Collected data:
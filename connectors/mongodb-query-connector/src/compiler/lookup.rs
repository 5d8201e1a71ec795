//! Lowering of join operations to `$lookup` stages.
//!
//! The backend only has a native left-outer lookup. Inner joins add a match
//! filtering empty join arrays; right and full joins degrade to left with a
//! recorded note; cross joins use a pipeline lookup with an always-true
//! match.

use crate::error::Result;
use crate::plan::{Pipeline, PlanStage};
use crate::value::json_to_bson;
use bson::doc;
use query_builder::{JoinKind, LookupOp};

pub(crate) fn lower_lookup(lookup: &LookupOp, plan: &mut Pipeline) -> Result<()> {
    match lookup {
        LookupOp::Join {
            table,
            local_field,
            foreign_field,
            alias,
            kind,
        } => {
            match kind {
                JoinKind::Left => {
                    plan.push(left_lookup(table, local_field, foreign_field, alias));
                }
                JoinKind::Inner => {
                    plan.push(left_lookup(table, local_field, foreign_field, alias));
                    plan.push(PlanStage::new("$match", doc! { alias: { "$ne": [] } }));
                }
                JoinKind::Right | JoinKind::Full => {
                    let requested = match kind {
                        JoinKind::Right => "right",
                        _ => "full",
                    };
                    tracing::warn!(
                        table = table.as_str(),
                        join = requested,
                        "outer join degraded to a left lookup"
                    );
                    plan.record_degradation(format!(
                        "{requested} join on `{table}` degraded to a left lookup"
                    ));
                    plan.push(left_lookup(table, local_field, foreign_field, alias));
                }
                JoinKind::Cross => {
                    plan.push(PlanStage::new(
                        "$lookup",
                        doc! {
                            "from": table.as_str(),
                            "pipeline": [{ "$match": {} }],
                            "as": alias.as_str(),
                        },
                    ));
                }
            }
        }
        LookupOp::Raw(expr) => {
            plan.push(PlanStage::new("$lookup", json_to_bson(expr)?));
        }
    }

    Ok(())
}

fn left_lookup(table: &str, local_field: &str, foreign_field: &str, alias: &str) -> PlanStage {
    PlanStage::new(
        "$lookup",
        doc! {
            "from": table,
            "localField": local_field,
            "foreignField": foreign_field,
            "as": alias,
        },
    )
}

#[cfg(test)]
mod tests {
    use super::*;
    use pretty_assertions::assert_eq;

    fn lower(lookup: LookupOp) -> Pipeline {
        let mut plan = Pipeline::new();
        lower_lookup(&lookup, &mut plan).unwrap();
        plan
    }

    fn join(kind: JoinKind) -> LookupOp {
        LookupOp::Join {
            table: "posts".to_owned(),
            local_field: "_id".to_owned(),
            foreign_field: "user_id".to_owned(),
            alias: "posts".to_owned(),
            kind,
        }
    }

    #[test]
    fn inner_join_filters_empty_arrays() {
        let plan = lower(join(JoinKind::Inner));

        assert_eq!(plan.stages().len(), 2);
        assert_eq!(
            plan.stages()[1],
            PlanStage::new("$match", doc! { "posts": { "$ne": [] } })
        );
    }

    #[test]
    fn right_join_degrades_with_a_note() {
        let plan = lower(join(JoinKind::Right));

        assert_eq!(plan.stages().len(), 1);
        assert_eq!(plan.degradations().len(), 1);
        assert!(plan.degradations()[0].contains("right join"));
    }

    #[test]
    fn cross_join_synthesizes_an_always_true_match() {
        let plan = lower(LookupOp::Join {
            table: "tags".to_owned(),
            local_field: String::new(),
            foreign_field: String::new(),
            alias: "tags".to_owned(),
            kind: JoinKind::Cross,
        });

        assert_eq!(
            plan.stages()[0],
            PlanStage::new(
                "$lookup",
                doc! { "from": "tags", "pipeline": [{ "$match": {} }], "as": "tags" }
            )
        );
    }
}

▸ **Action item**:
Your reply must contain exactly the lines from the first line of the data through the line holding "add a match", and nothing more.

▸ **Task response**:
filename connectors/mongodb-query-connector/src/compiler/lookup.rs
repository 5d8201e1a71ec795
//! Lowering of join operations to `$lookup` stages.
//!
//! The backend only has a native left-outer lookup. Inner joins add a match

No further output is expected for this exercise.